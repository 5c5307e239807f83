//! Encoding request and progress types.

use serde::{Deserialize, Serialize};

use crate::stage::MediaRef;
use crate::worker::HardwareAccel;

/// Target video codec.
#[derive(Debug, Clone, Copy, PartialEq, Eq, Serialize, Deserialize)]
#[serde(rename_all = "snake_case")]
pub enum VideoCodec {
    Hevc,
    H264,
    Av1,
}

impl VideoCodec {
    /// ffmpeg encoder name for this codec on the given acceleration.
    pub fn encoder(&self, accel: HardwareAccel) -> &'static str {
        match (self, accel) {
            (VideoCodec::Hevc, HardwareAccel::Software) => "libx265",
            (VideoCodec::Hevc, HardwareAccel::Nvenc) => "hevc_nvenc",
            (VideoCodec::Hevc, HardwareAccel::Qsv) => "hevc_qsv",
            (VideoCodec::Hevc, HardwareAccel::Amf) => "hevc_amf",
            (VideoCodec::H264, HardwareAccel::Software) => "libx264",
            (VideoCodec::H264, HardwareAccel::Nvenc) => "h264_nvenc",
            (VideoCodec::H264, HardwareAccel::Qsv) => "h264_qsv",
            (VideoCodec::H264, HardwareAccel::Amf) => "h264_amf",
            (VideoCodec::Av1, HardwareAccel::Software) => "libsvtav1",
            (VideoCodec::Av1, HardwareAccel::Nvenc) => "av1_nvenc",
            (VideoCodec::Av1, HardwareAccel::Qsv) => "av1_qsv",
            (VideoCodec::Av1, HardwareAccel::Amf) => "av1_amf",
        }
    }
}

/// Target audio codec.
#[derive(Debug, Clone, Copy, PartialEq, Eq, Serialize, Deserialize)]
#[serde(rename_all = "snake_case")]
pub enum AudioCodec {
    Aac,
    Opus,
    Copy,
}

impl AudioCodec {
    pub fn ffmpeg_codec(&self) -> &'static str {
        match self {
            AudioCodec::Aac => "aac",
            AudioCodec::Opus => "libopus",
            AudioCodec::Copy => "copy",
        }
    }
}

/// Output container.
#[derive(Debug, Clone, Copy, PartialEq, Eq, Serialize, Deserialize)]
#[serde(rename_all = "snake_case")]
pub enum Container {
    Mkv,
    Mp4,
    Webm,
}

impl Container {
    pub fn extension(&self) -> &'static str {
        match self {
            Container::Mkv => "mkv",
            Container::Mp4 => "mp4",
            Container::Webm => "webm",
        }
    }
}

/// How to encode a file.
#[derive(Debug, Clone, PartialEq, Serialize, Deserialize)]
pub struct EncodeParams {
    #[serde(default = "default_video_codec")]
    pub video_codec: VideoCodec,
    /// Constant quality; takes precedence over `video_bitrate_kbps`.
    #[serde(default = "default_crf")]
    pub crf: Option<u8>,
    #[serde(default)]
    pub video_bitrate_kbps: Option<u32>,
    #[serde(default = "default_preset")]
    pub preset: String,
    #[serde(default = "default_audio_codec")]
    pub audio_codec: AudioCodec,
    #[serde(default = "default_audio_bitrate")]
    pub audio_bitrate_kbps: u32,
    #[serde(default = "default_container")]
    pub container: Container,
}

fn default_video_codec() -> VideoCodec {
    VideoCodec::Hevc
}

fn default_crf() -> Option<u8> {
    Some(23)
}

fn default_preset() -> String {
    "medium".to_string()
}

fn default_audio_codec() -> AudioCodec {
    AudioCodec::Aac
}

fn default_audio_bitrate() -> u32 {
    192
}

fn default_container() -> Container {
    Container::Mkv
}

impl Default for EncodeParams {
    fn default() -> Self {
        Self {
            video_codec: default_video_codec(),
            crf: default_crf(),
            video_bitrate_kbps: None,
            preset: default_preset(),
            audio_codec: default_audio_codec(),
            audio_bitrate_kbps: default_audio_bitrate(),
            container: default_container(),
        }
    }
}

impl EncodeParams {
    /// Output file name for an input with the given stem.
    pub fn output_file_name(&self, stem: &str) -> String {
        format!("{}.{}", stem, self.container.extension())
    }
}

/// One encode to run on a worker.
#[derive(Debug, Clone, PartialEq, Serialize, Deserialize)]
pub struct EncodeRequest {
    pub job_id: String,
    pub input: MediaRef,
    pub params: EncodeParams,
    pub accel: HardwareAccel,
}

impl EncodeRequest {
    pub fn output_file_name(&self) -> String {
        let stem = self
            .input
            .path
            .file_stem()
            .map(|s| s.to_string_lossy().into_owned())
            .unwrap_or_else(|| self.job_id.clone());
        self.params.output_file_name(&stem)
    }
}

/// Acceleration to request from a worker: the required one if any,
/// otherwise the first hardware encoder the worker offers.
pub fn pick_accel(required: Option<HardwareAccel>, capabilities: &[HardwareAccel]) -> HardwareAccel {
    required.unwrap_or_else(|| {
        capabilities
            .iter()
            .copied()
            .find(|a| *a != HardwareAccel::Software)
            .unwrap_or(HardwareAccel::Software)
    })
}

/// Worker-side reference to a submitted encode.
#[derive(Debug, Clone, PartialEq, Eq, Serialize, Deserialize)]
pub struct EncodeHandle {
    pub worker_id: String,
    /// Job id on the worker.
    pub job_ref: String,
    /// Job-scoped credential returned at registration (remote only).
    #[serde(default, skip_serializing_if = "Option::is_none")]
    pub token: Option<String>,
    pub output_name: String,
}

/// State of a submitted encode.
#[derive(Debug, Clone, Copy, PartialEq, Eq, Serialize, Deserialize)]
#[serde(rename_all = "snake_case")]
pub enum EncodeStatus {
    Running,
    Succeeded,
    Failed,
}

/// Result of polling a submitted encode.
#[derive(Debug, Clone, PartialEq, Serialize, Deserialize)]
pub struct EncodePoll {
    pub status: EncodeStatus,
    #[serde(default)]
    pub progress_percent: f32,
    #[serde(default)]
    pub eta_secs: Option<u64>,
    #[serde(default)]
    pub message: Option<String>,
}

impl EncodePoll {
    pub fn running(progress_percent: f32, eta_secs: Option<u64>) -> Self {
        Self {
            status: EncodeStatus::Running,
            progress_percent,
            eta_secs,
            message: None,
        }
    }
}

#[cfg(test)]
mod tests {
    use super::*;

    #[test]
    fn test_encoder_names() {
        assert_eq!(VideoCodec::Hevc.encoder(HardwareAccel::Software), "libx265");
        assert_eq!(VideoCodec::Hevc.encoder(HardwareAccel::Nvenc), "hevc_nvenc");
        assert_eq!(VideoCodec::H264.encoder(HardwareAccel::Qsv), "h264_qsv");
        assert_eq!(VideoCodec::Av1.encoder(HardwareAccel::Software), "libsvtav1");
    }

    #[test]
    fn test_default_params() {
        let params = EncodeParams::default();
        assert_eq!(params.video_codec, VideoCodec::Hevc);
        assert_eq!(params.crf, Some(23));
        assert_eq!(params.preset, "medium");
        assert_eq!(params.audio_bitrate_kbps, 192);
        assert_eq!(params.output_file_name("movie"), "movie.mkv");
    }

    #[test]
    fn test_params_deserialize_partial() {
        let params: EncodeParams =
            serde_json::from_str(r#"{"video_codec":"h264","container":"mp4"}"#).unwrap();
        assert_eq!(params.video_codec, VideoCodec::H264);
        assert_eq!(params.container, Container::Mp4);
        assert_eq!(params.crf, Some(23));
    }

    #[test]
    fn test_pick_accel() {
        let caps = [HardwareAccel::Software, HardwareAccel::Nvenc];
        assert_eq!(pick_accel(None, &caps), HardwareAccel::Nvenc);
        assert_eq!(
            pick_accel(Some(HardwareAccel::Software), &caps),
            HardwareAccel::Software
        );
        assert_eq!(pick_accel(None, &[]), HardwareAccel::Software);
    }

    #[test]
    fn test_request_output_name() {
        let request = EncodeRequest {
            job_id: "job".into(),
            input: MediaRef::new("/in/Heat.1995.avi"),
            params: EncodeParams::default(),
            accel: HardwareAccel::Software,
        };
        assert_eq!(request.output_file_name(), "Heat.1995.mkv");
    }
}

______________________________

* **The problem**
The first line of the records begins the span, and the line containing "pub fn ffmpeg_codec(&self)" ends it. Reproduce that span exactly, both ends included.

* **Result**
repository 5c5307e239807f83
//! Encoding request and progress types.

use serde::{Deserialize, Serialize};

use crate::stage::MediaRef;
use crate::worker::HardwareAccel;

/// Target video codec.
#[derive(Debug, Clone, Copy, PartialEq, Eq, Serialize, Deserialize)]
#[serde(rename_all = "snake_case")]
pub enum VideoCodec {
    Hevc,
    H264,
    Av1,
}

impl VideoCodec {
    /// ffmpeg encoder name for this codec on the given acceleration.
    pub fn encoder(&self, accel: HardwareAccel) -> &'static str {
        match (self, accel) {
            (VideoCodec::Hevc, HardwareAccel::Software) => "libx265",
            (VideoCodec::Hevc, HardwareAccel::Nvenc) => "hevc_nvenc",
            (VideoCodec::Hevc, HardwareAccel::Qsv) => "hevc_qsv",
            (VideoCodec::Hevc, HardwareAccel::Amf) => "hevc_amf",
            (VideoCodec::H264, HardwareAccel::Software) => "libx264",
            (VideoCodec::H264, HardwareAccel::Nvenc) => "h264_nvenc",
            (VideoCodec::H264, HardwareAccel::Qsv) => "h264_qsv",
            (VideoCodec::H264, HardwareAccel::Amf) => "h264_amf",
            (VideoCodec::Av1, HardwareAccel::Software) => "libsvtav1",
            (VideoCodec::Av1, HardwareAccel::Nvenc) => "av1_nvenc",
            (VideoCodec::Av1, HardwareAccel::Qsv) => "av1_qsv",
            (VideoCodec::Av1, HardwareAccel::Amf) => "av1_amf",
        }
    }
}

/// Target audio codec.
#[derive(Debug, Clone, Copy, PartialEq, Eq, Serialize, Deserialize)]
#[serde(rename_all = "snake_case")]
pub enum AudioCodec {
    Aac,
    Opus,
    Copy,
}

impl AudioCodec {
    pub fn ffmpeg_codec(&self) -> &'static str {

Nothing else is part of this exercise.